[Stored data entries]

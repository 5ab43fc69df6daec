//! Liveness tracking for the feed connection.
//!
//! The feed replies to `ping` with `pong` but nothing depends on the reply:
//! pings are sent on a fixed interval while the session is open and the
//! timestamps here only feed observability.

use chrono::{DateTime, Utc};
use parking_lot::RwLock;
use std::time::Duration;
use tracing::debug;

/// Heartbeat bookkeeping for one connection manager.
pub struct HeartbeatManager {
    /// How often to send `ping`.
    interval_ms: u64,
    last_ping: RwLock<Option<DateTime<Utc>>>,
    last_pong: RwLock<Option<DateTime<Utc>>>,
    /// Last inbound frame of any kind.
    last_message: RwLock<Option<DateTime<Utc>>>,
}

impl HeartbeatManager {
    pub fn new(interval_ms: u64) -> Self {
        Self {
            interval_ms: interval_ms.max(1),
            last_ping: RwLock::new(None),
            last_pong: RwLock::new(None),
            last_message: RwLock::new(None),
        }
    }

    pub fn interval(&self) -> Duration {
        Duration::from_millis(self.interval_ms)
    }

    /// Reset state (called when a connection opens).
    pub fn reset(&self) {
        *self.last_ping.write() = None;
        *self.last_pong.write() = None;
        *self.last_message.write() = Some(Utc::now());
    }

    pub fn record_ping(&self) {
        let now = Utc::now();
        *self.last_ping.write() = Some(now);
        debug!(time = %now, "Sent ping");
    }

    pub fn record_pong(&self) {
        let now = Utc::now();
        *self.last_pong.write() = Some(now);

        if let Some(ping_time) = *self.last_ping.read() {
            let rtt_ms = (now - ping_time).num_milliseconds();
            debug!(rtt_ms, "Received pong");
        }
    }

    pub fn record_message(&self) {
        *self.last_message.write() = Some(Utc::now());
    }

    /// Most recent sign of life from the feed.
    pub fn last_activity(&self) -> Option<DateTime<Utc>> {
        let message = *self.last_message.read();
        let pong = *self.last_pong.read();
        message.max(pong)
    }

    pub fn stats(&self) -> HeartbeatStats {
        HeartbeatStats {
            last_ping: *self.last_ping.read(),
            last_pong: *self.last_pong.read(),
            last_message: *self.last_message.read(),
        }
    }
}

/// Heartbeat statistics.
#[derive(Debug, Clone)]
pub struct HeartbeatStats {
    pub last_ping: Option<DateTime<Utc>>,
    pub last_pong: Option<DateTime<Utc>>,
    pub last_message: Option<DateTime<Utc>>,
}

• **EXERCISE PROMPT**
Your job is to copy all the records exactly.

• **RESPONSE AREA**
repository 5ab43fc69df6daec
//! Liveness tracking for the feed connection.
//!
//! The feed replies to `ping` with `pong` but nothing depends on the reply:
//! pings are sent on a fixed interval while the session is open and the
//! timestamps here only feed observability.

use chrono::{DateTime, Utc};
use parking_lot::RwLock;
use std::time::Duration;
use tracing::debug;

/// Heartbeat bookkeeping for one connection manager.
pub struct HeartbeatManager {
    /// How often to send `ping`.
    interval_ms: u64,
    last_ping: RwLock<Option<DateTime<Utc>>>,
    last_pong: RwLock<Option<DateTime<Utc>>>,
    /// Last inbound frame of any kind.
    last_message: RwLock<Option<DateTime<Utc>>>,
}

impl HeartbeatManager {
    pub fn new(interval_ms: u64) -> Self {
        Self {
            interval_ms: interval_ms.max(1),
            last_ping: RwLock::new(None),
            last_pong: RwLock::new(None),
            last_message: RwLock::new(None),
        }
    }

    pub fn interval(&self) -> Duration {
        Duration::from_millis(self.interval_ms)
    }

    /// Reset state (called when a connection opens).
    pub fn reset(&self) {
        *self.last_ping.write() = None;
        *self.last_pong.write() = None;
        *self.last_message.write() = Some(Utc::now());
    }

    pub fn record_ping(&self) {
        let now = Utc::now();
        *self.last_ping.write() = Some(now);
        debug!(time = %now, "Sent ping");
    }

    pub fn record_pong(&self) {
        let now = Utc::now();
        *self.last_pong.write() = Some(now);

        if let Some(ping_time) = *self.last_ping.read() {
            let rtt_ms = (now - ping_time).num_milliseconds();
            debug!(rtt_ms, "Received pong");
        }
    }

    pub fn record_message(&self) {
        *self.last_message.write() = Some(Utc::now());
    }

    /// Most recent sign of life from the feed.
    pub fn last_activity(&self) -> Option<DateTime<Utc>> {
        let message = *self.last_message.read();
        let pong = *self.last_pong.read();
        message.max(pong)
    }

    pub fn stats(&self) -> HeartbeatStats {
        HeartbeatStats {
            last_ping: *self.last_ping.read(),
            last_pong: *self.last_pong.read(),
            last_message: *self.last_message.read(),
        }
    }
}

/// Heartbeat statistics.
#[derive(Debug, Clone)]
pub struct HeartbeatStats {
    pub last_ping: Option<DateTime<Utc>>,
    pub last_pong: Option<DateTime<Utc>>,
    pub last_message: Option<DateTime<Utc>>,
}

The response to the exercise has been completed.